Колычев, гремя ключами, открыл стеклянную дверь фонаря.
– Пожалуйте, Егор Романыч. В нутре-то везде осмотрите, – степенно пригласил он.
Но осматривать было нечего. Лампа красовалась в очевидной исправности. Медные соединительные планки сияли ясным блеском. Линзы были безукоризненно протерты.
Для проформы смотритель дотронулся одним пальцем до прозрачного, как хрусталь, стекла:
– Протираете каждый день?
– Самолично, Егор Романыч.
– Конечно, замшей?
– Семнадцать лет, Егор Романыч, живем по маякам.
Смотритель помолчал, оглядываясь кругом:
– А запас замши у нас достаточен?
Колычев как-то потускнел, коротко ответил:
– Хватит.
Говорить еще – было не о чем.
Они молча спустились. Внизу осмотрели метеорологическую будку. Смотритель пообещал:
– Я тебя научу производить наблюдения.
Они зашли в ледник, потом направились в жилой флигель. Колычев ударом ноги открыл дверь.
Большая комната напоминала казарму. Задняя ее часть отделялась ситцевой занавеской, – там жила Лукерья с мужем. Несмотря на утро, все обитатели комнаты уже разбрелись куда-то. Было очень пусто и светло. Влетали и вылетали через раскрытые окна мухи. Две койки, стол, несколько табуреток совсем не заполняли пустоты.
Неприятно удивленный отсутствием тех, к кому он шел, смотритель остановился на пороге.

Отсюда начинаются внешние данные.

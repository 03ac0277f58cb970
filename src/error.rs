use thiserror::Error;

/// All errors produced by the engine adapter.
#[derive(Debug, Error)]
pub enum TtsError {
    #[error("this version of DECtalk does not support multiple languages")]
    LanguageUnsupported,

    #[error("language {0:?} was not found")]
    LanguageNotFound(String),

    #[error("language {0:?} failed to load")]
    LanguageLoadFailed(String),

    #[error("{call} failed with status {code:#x}")]
    NativeCall { call: &'static str, code: u32 },

    #[error("capture protocol violation: {0}")]
    ProtocolViolation(&'static str),

    #[error("engine has been shut down")]
    ShutDown,

    #[error("text contains an interior NUL byte")]
    InvalidText,

    #[error("IO error: {0}")]
    Io(#[from] std::io::Error),

    #[error("WAV error: {0}")]
    Wav(#[from] hound::Error),
}

pub type Result<T> = std::result::Result<T, TtsError>;

/// A capture that failed to close cleanly.
///
/// Bytes written before the failure stay in the sink, which is handed back
/// here unless the engine may still be writing to it.
#[derive(Error)]
#[error("{error}")]
pub struct CaptureError<W> {
    pub error: TtsError,
    pub sink: Option<W>,
}

impl<W> std::fmt::Debug for CaptureError<W> {
    fn fmt(&self, f: &mut std::fmt::Formatter<'_>) -> std::fmt::Result {
        f.debug_struct("CaptureError")
            .field("error", &self.error)
            .field("sink", &self.sink.as_ref().map(|_| ".."))
            .finish()
    }
}

impl<W> From<CaptureError<W>> for TtsError {
    fn from(e: CaptureError<W>) -> Self {
        e.error
    }
}

/// Turns a native status code into a `Result`.
///
/// `0` is `MMSYSERR_NOERROR`; anything else is engine-specific.
pub fn check(call: &'static str, code: u32) -> Result<()> {
    if code == 0 {
        Ok(())
    } else {
        Err(TtsError::NativeCall { call, code })
    }
}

– А где же все? – спросил он, оглядывая комнату, вдруг показавшуюся ему враждебной.
Колычев развел руками:
– Жары-то каки, Егор Романыч. Поди из моря не вылезают. Да Лукерья, кажись, дома… Лукерья! Лукерья!..
Но Лукерья и без зова уже выходила из-за занавески. За ее юбку держалась девочка лет пяти.
– Ага, вот куда они запрятались! – Смотритель повеселел. Быстрыми, твердыми шагами он подходил через всю комнату к Лукерье.
– Здравствуй, Лукерья. Поглядеть, как вы живете, пришел.
– Здравствуйте, барин, здравствуйте, милости к нам просим, – нараспев заговорила и закланялась Лукерья. На ней был передник, и с последними словами она спрятала руки под передник.
– Эге, да у тебя дети?! – удивился смотритель, заметив таращившую на него глаза девочку. – Разве у тебя, Лукерья, дети?! – вторично удивился он, вдруг припоминая эту Лукерью освещенной светом костров и луны, поющей, а главное, пьяной.
– Да, вот, барин, послал бог, – засмеялась Лукерья, нисколько не смущаясь удивлением смотрителя. – У меня их даже двое, барин. Это вот младшенькая перед вашей милостью, а то есть еще старшенький.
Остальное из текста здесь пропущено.